Business :: Business Loan vs. Equity Investment
So, you enter need of capital to get started on your own business or else you are looking for funds to venture into certain projects for the company?s growth. Perhaps, you should seek for certain expansions for your business. All of which requires one thing to get started on with; more funds.
When it comes to this, we are usually as a result of two options: getting a business loan or taking care of equity investors. But we all do know it is definitely not a choice we are able to make immediately or without due consideration on both options as making rash business decisions can result in extremely dire consequences.
If loan one thinks of, Singapore business loans or Singapore SME loans are two good options to think about. But to discover whether business loan or equity investment is basically better on your company, it is very important to critically weigh in the pros and cons of both choices. Here is a list to think about both options:
Business Loan - Advantages Still the Boss - You will still have complete freedom to perform the business at all you see fit, with zero interference while having extra funds (from the loan). At once, you remain usually the one with the final say.
No Profit Sharing - If your small business thrives from effective utilisation of the loan, all profits earned is assigned to you alone without the need to share with other parties, plus your only obligation is always to repay your loan completely to the bank or financial instruction, plus interests.
Better Financial Planning - As you have a repayment plan to the loan, it is possible to plan the way you use your funds more efficiently while making your periodical payments; supplying you with greater freedom to handle your company funds.
Business Loan - Disadvantages Paying More - You will be definitely be repaying interests that comes with the loan and also the longer your repayment period, the harder you are trying to repay and it can incur more losses if the business or project is just not going well.
Troublesome - Getting a small business loan requires not just a meeting with the bank?s representative it also involves various documentations and also at the same time, banks or financial institutions might need substantial time to take into consideration approval; that may be cumbersome. There are no guarantees of approval either.

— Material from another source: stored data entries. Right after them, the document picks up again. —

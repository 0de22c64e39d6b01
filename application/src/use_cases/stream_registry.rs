//! Stream registry
//!
//! Tracks the status and cancellation token of every in-flight generation
//! stream. One mutex guards all entries, so status and token never disagree.

use jury_domain::StreamStatus;
use std::collections::HashMap;
use std::sync::{Mutex, MutexGuard};
use tokio_util::sync::CancellationToken;
use tracing::debug;

#[derive(Debug)]
struct StreamEntry {
    status: StreamStatus,
    cancel: Option<CancellationToken>,
    persona_id: Option<String>,
}

/// Thread-safe registry of generation streams.
#[derive(Debug, Default)]
pub struct StreamRegistry {
    entries: Mutex<HashMap<String, StreamEntry>>,
}

impl StreamRegistry {
    pub fn new() -> Self {
        Self::default()
    }

    fn lock(&self) -> MutexGuard<'_, HashMap<String, StreamEntry>> {
        // A poisoned map is still structurally valid
        self.entries.lock().unwrap_or_else(|e| e.into_inner())
    }

    /// Start tracking a stream in `STARTING`.
    pub fn register(&self, stream_id: &str) {
        self.register_with_status(stream_id, StreamStatus::Starting, None);
    }

    /// Start tracking a stream owned by `persona_id`.
    pub fn register_for_persona(&self, stream_id: &str, persona_id: &str) {
        self.register_with_status(
            stream_id,
            StreamStatus::Starting,
            Some(persona_id.to_string()),
        );
    }

    pub fn register_with_status(
        &self,
        stream_id: &str,
        status: StreamStatus,
        persona_id: Option<String>,
    ) {
        self.lock().insert(
            stream_id.to_string(),
            StreamEntry {
                status,
                cancel: None,
                persona_id,
            },
        );
    }

    /// Update a stream's status. Returns false when the stream is unknown or
    /// the transition is not allowed.
    pub fn update_status(&self, stream_id: &str, status: StreamStatus) -> bool {
        let mut entries = self.lock();
        match entries.get_mut(stream_id) {
            Some(entry) if entry.status.can_transition_to(status) => {
                entry.status = status;
                true
            }
            Some(entry) => {
                debug!(
                    "Ignoring stream {} transition {} -> {}",
                    stream_id, entry.status, status
                );
                false
            }
            None => false,
        }
    }

    pub fn get_status(&self, stream_id: &str) -> Option<StreamStatus> {
        self.lock().get(stream_id).map(|e| e.status)
    }

    pub fn register_cancel_handle(&self, stream_id: &str, handle: CancellationToken) {
        if let Some(entry) = self.lock().get_mut(stream_id) {
            entry.cancel = Some(handle);
        }
    }

    /// Cancel a stream: trip its token and mark it `CANCELLED`.
    ///
    /// Returns false when the stream is absent or already terminal.
    pub fn cancel(&self, stream_id: &str) -> bool {
        let mut entries = self.lock();
        let Some(entry) = entries.get_mut(stream_id) else {
            return false;
        };
        if entry.status.is_terminal() {
            return false;
        }
        if let Some(token) = &entry.cancel {
            token.cancel();
        }
        entry.status = StreamStatus::Cancelled;
        debug!("Cancelled stream {}", stream_id);
        true
    }

    /// Cancel every non-terminal stream owned by `persona_id`.
    ///
    /// Returns how many streams were cancelled.
    pub fn cancel_persona(&self, persona_id: &str) -> usize {
        let ids: Vec<String> = self
            .lock()
            .iter()
            .filter(|(_, e)| e.persona_id.as_deref() == Some(persona_id))
            .map(|(id, _)| id.clone())
            .collect();
        ids.iter().filter(|id| self.cancel(id)).count()
    }

    /// Stop tracking a stream. Idempotent.
    pub fn cleanup(&self, stream_id: &str) {
        self.lock().remove(stream_id);
    }

    /// Status of every tracked stream.
    pub fn list_active(&self) -> HashMap<String, StreamStatus> {
        self.lock()
            .iter()
            .map(|(id, e)| (id.clone(), e.status))
            .collect()
    }

    pub fn active_count(&self) -> usize {
        self.lock().len()
    }
}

Incomplete Loan - Even should your loan is eligible, you will find there's chance you do not obtain the full amount but only some percentage of the total amount applied for. In some cases, collaterals generally is a necessity for approval and this certainly adds towards the risks of higher losses should the business fails without any reason.
Equity Investment - Advantages More Funds - By looking out for equity investors, there's a chance you're able to obtain larger sums of capital if you're able to persuade them as banks and finance institutions are cautious in borrowing considerable amounts and they are certainly more skeptical in approving loans for brand spanking new or growing businesses.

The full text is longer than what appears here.